__What to work on__
Print the records below from the first line through the line containing "let regex = MAC_REGEX.get_or_init(||", both included, word for word.

__Stored data entries__
|---|

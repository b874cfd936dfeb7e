use regex::Regex;
use std::sync::OnceLock;

/// Validation error type
#[derive(Debug, Clone)]
pub struct ValidationError {
    pub field: String,
    pub message: String,
}

impl ValidationError {
    pub fn new(field: impl Into<String>, message: impl Into<String>) -> Self {
        Self {
            field: field.into(),
            message: message.into(),
        }
    }
}

impl std::fmt::Display for ValidationError {
    fn fmt(&self, f: &mut std::fmt::Formatter<'_>) -> std::fmt::Result {
        write!(
            f,
            "Validation error for field '{}': {}",
            self.field, self.message
        )
    }
}

impl std::error::Error for ValidationError {}

/// Validate MAC address format (XX:XX:XX:XX:XX:XX with uppercase hex)
pub fn validate_mac_address(mac: &str) -> Result<(), ValidationError> {
    static MAC_REGEX: OnceLock<Regex> = OnceLock::new();
    let regex = MAC_REGEX.get_or_init(|| {
        Regex::new(r"^[0-9A-F]{2}:[0-9A-F]{2}:[0-9A-F]{2}:[0-9A-F]{2}:[0-9A-F]{2}:[0-9A-F]{2}$")
            .unwrap()
    });

    if regex.is_match(mac) {
        Ok(())
    } else {
        Err(ValidationError::new(
            "mac",
            "MAC address must be in format XX:XX:XX:XX:XX:XX with uppercase hexadecimal",
        ))
    }
}

/// Validate a device id key.
///
/// Device ids are opaque, max 64 chars, limited to characters that are safe
/// in a storage key (alphanumeric, underscore, hyphen).
pub fn validate_device_id(device_id: &str) -> Result<(), ValidationError> {
    static DEVICE_ID_REGEX: OnceLock<Regex> = OnceLock::new();
    let regex = DEVICE_ID_REGEX.get_or_init(|| Regex::new(r"^[A-Za-z0-9_-]{1,64}$").unwrap());

    if regex.is_match(device_id) {
        Ok(())
    } else {
        Err(ValidationError::new(
            "device_id",
            "Device id must be 1-64 characters of [A-Za-z0-9_-]",
        ))
    }
}

/// Validate a human device name.
/// Names are optional on the record; when present they are max 64 chars of
/// printable ASCII.
pub fn validate_device_name(name: &str) -> Result<(), ValidationError> {
    if name.is_empty() {
        return Err(ValidationError::new("name", "Device name cannot be empty"));
    }

    if name.len() > 64 {
        return Err(ValidationError::new(
            "name",
            format!(
                "Device name length {} exceeds maximum of 64 characters",
                name.len()
            ),
        ));
    }

    if !name.chars().all(|c| c.is_ascii() && (' '..='~').contains(&c)) {
        return Err(ValidationError::new(
            "name",
            "Device name must contain only printable ASCII characters (0x20-0x7E)",
        ));
    }

    Ok(())
}

/// Validate a reported RSSI value.
/// WiFi signal strength is a negative dBm figure; 0 and below -120 are not
/// values real radios report.
pub fn validate_rssi(rssi: i32) -> Result<(), ValidationError> {
    if (-120..0).contains(&rssi) {
        Ok(())
    } else {
        Err(ValidationError::new(
            "rssi",
            format!("RSSI {} dBm is outside the plausible range [-120, 0)", rssi),
        ))
    }
}

#[cfg(test)]
mod tests {
    use super::*;

    #[test]
    fn test_validate_mac_address() {
        // Valid MAC addresses
        assert!(validate_mac_address("AA:BB:CC:DD:EE:FF").is_ok());
        assert!(validate_mac_address("00:11:22:33:44:55").is_ok());
        assert!(validate_mac_address("FF:FF:FF:FF:FF:FF").is_ok());

        // Invalid MAC addresses
        assert!(validate_mac_address("aa:bb:cc:dd:ee:ff").is_err()); // lowercase
        assert!(validate_mac_address("AA:BB:CC:DD:EE").is_err()); // too short
        assert!(validate_mac_address("AA:BB:CC:DD:EE:FF:00").is_err()); // too long
        assert!(validate_mac_address("AA-BB-CC-DD-EE-FF").is_err()); // wrong separator
        assert!(validate_mac_address("AABBCCDDEEFF").is_err()); // no separator
        assert!(validate_mac_address("GG:BB:CC:DD:EE:FF").is_err()); // invalid hex
    }

    #[test]
    fn test_validate_device_id() {
        // Valid device ids
        assert!(validate_device_id("k1").is_ok());
        assert!(validate_device_id("strip-01").is_ok());
        assert!(validate_device_id("550e8400-e29b-41d4-a716-446655440000").is_ok());
        assert!(validate_device_id(&"a".repeat(64)).is_ok());

        // Invalid device ids
        assert!(validate_device_id("").is_err());
        assert!(validate_device_id(&"a".repeat(65)).is_err());
        assert!(validate_device_id("strip 01").is_err()); // space
        assert!(validate_device_id("strips/k1").is_err()); // path separator
        assert!(validate_device_id("k1\n").is_err()); // control character
    }

    #[test]
    fn test_validate_device_name() {
        // Valid names
        assert!(validate_device_name("Kitchen").is_ok());
        assert!(validate_device_name("Front Porch").is_ok());
        assert!(validate_device_name("strip_2").is_ok());
        assert!(validate_device_name(&"a".repeat(64)).is_ok());

        // Invalid names
        assert!(validate_device_name("").is_err());
        assert!(validate_device_name(&"a".repeat(65)).is_err());
        assert!(validate_device_name("kitchen\nstrip").is_err());
        assert!(validate_device_name("kitchen\x00").is_err());
    }

    #[test]
    fn test_validate_rssi() {
        // Valid RSSI values
        assert!(validate_rssi(-1).is_ok());
        assert!(validate_rssi(-60).is_ok());
        assert!(validate_rssi(-120).is_ok());

        // Invalid RSSI values
        assert!(validate_rssi(0).is_err());
        assert!(validate_rssi(30).is_err());
        assert!(validate_rssi(-121).is_err());
    }
}
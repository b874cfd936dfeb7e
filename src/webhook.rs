// Webhook plane binary entry point: the Dialogflow fulfillment endpoint

// Webhook plane modules
mod config;
mod dialogflow;
mod dispatch;
mod error;
mod repo;

use lambda_http::{run, service_fn, Body, Error, Request, RequestExt, Response};
use tracing::{error, info};

use config::Config;
use dispatch::route_request;
use repo::fleet::DynamoFleetStore;

async fn function_handler(event: Request) -> Result<Response<Body>, Error> {
    // Extract request ID from Lambda context
    let request_id = event.lambda_context().request_id.clone();

    info!(
        request_id = %request_id,
        method = %event.method(),
        path = %event.uri().path(),
        "Webhook Lambda invoked"
    );

    // For health check, we don't need config
    if event.method() == lambda_http::http::Method::GET
        && (event.uri().path() == "/health" || event.uri().path() == "/health/")
    {
        return match dispatch::route_request_health(&request_id) {
            Ok(response) => Ok(response),
            Err(webhook_error) => {
                error!(
                    request_id = %request_id,
                    error = %webhook_error,
                    "Health check failed"
                );
                Ok(webhook_error.to_http_response(&request_id))
            }
        };
    }

    // Initialize configuration for the fulfillment endpoint
    let config = match Config::from_env().await {
        Ok(config) => config,
        Err(e) => {
            error!(
                request_id = %request_id,
                error = %e,
                "Failed to load configuration"
            );
            return Ok(
                error::WebhookError::Internal(format!("Configuration error: {}", e))
                    .to_http_response(&request_id),
            );
        }
    };

    let store = DynamoFleetStore::new(&config);

    // Route the request and handle any errors
    match route_request(event, &request_id, &store).await {
        Ok(response) => {
            info!(
                request_id = %request_id,
                status = %response.status(),
                "Request completed successfully"
            );
            Ok(response)
        }
        Err(webhook_error) => {
            error!(
                request_id = %request_id,
                error = %webhook_error,
                "Request failed"
            );
            Ok(webhook_error.to_http_response(&request_id))
        }
    }
}

#[tokio::main]
async fn main() -> Result<(), Error> {
    tracing_subscriber::fmt()
        .with_max_level(tracing::Level::INFO)
        .with_target(false)
        .without_time()
        .init();

    info!("Webhook Lambda starting");

    run(service_fn(function_handler)).await
}

#[cfg(test)]
mod tests {
    use super::*;
    use lambda_http::http::{Method, Uri};
    use lambda_http::{Context, RequestExt};

    // Helper to create a test request
    fn create_test_request(method: Method, path: &str) -> Request {
        let uri: Uri = path.parse().unwrap();
        let req = lambda_http::http::Request::builder()
            .method(method)
            .uri(uri)
            .body(Body::Empty)
            .unwrap();

        let lambda_req = Request::from(req);
        let context = Context::default();
        lambda_req.with_lambda_context(context)
    }

    #[tokio::test]
    async fn test_health_endpoint() {
        let request = create_test_request(Method::GET, "/health");
        let response = function_handler(request).await.unwrap();

        assert_eq!(response.status(), 200);

        let body = match response.body() {
            Body::Text(text) => text.clone(),
            _ => panic!("Expected text body"),
        };

        assert!(body.contains("healthy"));
        assert!(body.contains("webhook"));
    }

    #[tokio::test]
    async fn test_health_endpoint_with_trailing_slash() {
        let request = create_test_request(Method::GET, "/health/");
        let response = function_handler(request).await.unwrap();

        assert_eq!(response.status(), 200);
    }

    #[tokio::test]
    async fn test_webhook_endpoint_requires_config() {
        // Without STRIPS_TABLE et al. in the environment this surfaces the
        // configuration error path; with them set it would reach routing
        let request = create_test_request(Method::POST, "/");
        let response = function_handler(request).await.unwrap();

        // Config error (500) or, with a configured environment, a rejected
        // empty body (400)
        assert!(response.status() == 500 || response.status() == 400);
    }
}
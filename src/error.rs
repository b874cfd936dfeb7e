use lambda_http::{Body, Response};
use thiserror::Error;

use blinky_backend::shared::error::{error_codes, ErrorResponse};
use blinky_backend::shared::store::StoreError;

/// Main error type for the webhook plane.
///
/// Only platform-level problems surface as HTTP errors. A storage failure
/// during intent handling is rendered as apology speech instead, so the
/// voice interaction is never left unanswered.
#[derive(Debug, Error)]
pub enum WebhookError {
    #[error("Malformed webhook request: {0}")]
    BadRequest(String),

    #[error("Storage error: {0}")]
    Store(#[from] StoreError),

    #[error("Internal error: {0}")]
    Internal(String),
}

impl WebhookError {
    /// Convert error to HTTP response with appropriate status code and error payload
    pub fn to_http_response(&self, request_id: &str) -> Response<Body> {
        let (status, error_code, message): (u16, &str, String) = match self {
            WebhookError::BadRequest(msg) => (400, error_codes::INVALID_FORMAT, msg.clone()),
            WebhookError::Store(_) => (
                500,
                error_codes::STORAGE_ERROR,
                "Internal storage error occurred".to_string(),
            ),
            WebhookError::Internal(_) => (
                500,
                error_codes::INTERNAL_ERROR,
                "Internal server error occurred".to_string(),
            ),
        };

        let error_response = ErrorResponse::new(error_code, &message, request_id);

        let body = error_response
            .to_json()
            .unwrap_or_else(|_| r#"{"error":"INTERNAL_ERROR","message":"Failed to serialize error response","request_id":""}"#.to_string());

        Response::builder()
            .status(status)
            .header("content-type", "application/json")
            .body(Body::from(body))
            .unwrap_or_else(|_| {
                Response::builder()
                    .status(500)
                    .body(Body::from(
                        r#"{"error":"INTERNAL_ERROR","message":"Failed to build response"}"#,
                    ))
                    .unwrap()
            })
    }
}

#[cfg(test)]
mod tests {
    use super::*;

    #[test]
    fn test_bad_request_maps_to_400() {
        let error = WebhookError::BadRequest("Invalid JSON: missing queryResult".to_string());
        let response = error.to_http_response("req-123");

        assert_eq!(response.status(), 400);

        let body = match response.body() {
            Body::Text(text) => text.clone(),
            _ => panic!("Expected text body"),
        };

        assert!(body.contains("INVALID_FORMAT"));
        assert!(body.contains("req-123"));
    }

    #[test]
    fn test_store_error_maps_to_500() {
        let error = WebhookError::Store(StoreError::Unavailable("timeout".to_string()));
        let response = error.to_http_response("req-456");

        assert_eq!(response.status(), 500);

        let body = match response.body() {
            Body::Text(text) => text.clone(),
            _ => panic!("Expected text body"),
        };

        assert!(body.contains("STORAGE_ERROR"));
        // Raw storage detail stays in the logs, not the response
        assert!(!body.contains("timeout"));
    }
}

|---|

__Solution to this task__
repository b874cfd936dfeb7e
use regex::Regex;
use std::sync::OnceLock;

/// Validation error type
#[derive(Debug, Clone)]
pub struct ValidationError {
    pub field: String,
    pub message: String,
}

impl ValidationError {
    pub fn new(field: impl Into<String>, message: impl Into<String>) -> Self {
        Self {
            field: field.into(),
            message: message.into(),
        }
    }
}

impl std::fmt::Display for ValidationError {
    fn fmt(&self, f: &mut std::fmt::Formatter<'_>) -> std::fmt::Result {
        write!(
            f,
            "Validation error for field '{}': {}",
            self.field, self.message
        )
    }
}

impl std::error::Error for ValidationError {}

/// Validate MAC address format (XX:XX:XX:XX:XX:XX with uppercase hex)
pub fn validate_mac_address(mac: &str) -> Result<(), ValidationError> {
    static MAC_REGEX: OnceLock<Regex> = OnceLock::new();
    let regex = MAC_REGEX.get_or_init(|| {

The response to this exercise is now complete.